[Stored items]
......
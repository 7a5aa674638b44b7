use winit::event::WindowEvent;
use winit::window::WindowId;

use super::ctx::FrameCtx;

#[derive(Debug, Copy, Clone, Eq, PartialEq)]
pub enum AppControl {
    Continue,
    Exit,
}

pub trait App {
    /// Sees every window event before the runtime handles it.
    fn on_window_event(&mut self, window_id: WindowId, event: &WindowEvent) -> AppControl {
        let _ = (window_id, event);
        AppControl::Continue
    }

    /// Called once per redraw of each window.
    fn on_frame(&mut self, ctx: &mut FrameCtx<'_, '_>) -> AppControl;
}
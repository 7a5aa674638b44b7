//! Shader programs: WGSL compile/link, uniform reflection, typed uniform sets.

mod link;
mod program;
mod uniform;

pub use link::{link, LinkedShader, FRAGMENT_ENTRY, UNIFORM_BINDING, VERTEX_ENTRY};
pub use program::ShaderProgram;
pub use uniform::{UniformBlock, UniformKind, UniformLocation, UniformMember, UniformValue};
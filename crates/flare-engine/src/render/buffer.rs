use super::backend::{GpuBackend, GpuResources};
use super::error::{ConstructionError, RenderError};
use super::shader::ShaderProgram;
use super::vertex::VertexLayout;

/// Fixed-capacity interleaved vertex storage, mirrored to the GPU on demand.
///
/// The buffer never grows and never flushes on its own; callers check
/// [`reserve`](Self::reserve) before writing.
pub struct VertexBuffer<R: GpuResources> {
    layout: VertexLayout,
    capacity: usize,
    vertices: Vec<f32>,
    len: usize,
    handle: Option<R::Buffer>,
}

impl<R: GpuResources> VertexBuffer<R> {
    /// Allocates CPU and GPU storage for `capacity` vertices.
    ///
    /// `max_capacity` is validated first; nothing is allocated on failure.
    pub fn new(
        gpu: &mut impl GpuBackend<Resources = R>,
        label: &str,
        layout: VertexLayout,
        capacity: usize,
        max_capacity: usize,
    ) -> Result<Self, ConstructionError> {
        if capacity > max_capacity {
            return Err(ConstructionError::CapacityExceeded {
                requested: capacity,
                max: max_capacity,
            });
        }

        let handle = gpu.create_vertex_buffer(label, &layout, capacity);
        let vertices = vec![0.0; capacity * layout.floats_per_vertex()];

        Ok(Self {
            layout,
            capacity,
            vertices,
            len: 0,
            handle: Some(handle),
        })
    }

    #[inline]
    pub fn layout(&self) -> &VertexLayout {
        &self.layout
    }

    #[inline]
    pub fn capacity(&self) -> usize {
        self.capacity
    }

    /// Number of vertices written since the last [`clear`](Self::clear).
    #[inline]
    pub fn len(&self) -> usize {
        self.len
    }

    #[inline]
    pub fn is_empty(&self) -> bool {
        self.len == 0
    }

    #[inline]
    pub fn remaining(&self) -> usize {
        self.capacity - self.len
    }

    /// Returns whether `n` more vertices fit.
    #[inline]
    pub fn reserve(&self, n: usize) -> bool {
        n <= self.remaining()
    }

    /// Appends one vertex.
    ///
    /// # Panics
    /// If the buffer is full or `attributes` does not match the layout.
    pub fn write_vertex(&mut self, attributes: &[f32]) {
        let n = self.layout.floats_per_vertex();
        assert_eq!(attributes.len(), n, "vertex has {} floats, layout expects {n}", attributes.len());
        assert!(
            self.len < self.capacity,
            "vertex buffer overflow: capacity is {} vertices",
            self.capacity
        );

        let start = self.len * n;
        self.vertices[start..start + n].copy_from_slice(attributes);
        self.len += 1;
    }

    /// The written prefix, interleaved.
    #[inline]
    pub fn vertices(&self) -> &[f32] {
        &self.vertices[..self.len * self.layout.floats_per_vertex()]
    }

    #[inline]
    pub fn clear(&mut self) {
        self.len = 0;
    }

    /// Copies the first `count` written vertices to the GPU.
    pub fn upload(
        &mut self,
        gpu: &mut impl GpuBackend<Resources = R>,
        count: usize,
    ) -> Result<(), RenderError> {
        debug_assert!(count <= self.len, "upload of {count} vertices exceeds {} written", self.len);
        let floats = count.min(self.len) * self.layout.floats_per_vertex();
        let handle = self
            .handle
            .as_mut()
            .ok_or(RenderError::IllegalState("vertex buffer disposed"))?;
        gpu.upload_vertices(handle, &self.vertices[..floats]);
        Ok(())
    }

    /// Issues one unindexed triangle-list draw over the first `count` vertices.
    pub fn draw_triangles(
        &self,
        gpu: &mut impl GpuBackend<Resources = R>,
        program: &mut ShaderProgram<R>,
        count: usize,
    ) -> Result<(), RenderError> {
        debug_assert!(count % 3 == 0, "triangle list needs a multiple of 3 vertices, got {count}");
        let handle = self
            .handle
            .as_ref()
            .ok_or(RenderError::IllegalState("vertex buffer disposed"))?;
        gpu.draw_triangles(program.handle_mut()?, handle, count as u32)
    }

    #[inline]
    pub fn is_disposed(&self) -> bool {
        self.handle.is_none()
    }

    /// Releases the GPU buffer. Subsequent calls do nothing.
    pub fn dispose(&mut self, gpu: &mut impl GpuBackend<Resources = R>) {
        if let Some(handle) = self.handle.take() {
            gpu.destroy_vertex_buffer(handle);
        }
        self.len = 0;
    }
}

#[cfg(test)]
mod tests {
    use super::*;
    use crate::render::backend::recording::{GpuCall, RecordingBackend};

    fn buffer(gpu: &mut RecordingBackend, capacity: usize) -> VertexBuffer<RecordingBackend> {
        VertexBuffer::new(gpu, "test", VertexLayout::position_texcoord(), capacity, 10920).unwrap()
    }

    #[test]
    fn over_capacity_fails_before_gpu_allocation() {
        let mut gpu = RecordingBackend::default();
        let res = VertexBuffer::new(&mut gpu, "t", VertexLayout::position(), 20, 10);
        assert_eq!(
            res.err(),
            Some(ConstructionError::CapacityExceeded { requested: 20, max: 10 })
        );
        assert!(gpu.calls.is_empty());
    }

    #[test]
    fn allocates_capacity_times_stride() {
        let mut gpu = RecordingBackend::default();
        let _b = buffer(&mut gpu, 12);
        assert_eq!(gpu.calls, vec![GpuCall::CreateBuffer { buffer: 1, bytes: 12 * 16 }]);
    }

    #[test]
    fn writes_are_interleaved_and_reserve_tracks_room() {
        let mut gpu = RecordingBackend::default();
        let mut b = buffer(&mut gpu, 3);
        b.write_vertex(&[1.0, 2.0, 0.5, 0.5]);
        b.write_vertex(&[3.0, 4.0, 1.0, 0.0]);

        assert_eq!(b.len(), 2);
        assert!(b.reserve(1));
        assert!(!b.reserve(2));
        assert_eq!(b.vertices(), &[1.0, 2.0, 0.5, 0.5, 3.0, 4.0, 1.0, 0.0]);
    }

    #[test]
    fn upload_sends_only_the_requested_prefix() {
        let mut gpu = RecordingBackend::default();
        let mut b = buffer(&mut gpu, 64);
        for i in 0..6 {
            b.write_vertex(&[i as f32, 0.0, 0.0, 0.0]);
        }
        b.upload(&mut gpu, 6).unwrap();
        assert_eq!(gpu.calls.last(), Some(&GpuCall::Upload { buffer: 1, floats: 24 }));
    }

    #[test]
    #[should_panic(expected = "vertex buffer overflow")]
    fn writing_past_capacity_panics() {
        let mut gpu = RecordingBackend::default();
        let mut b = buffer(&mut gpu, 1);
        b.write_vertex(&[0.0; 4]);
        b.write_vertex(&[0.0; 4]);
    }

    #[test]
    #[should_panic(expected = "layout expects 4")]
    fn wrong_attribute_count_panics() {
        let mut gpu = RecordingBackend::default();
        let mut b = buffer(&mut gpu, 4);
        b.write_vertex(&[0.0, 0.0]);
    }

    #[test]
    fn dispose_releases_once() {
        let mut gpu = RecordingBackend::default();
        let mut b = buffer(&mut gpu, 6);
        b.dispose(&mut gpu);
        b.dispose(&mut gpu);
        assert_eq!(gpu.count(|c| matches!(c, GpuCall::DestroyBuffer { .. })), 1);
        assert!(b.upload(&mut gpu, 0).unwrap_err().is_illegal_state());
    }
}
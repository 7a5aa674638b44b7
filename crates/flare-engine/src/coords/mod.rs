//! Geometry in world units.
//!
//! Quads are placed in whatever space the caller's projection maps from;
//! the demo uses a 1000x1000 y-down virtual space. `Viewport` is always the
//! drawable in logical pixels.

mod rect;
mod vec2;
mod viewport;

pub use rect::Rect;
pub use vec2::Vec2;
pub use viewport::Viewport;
......
§ **YOUR TASK**
Go through the entries. Report every line that contains the word "Some".

§ **RESPONSE AREA**
            handle: Some(handle),
        if let Some(handle) = self.handle.take() {
            Some(ConstructionError::CapacityExceeded { requested: 20, max: 10 })
        assert_eq!(gpu.calls.last(), Some(&GpuCall::Upload { buffer: 1, floats: 24 }));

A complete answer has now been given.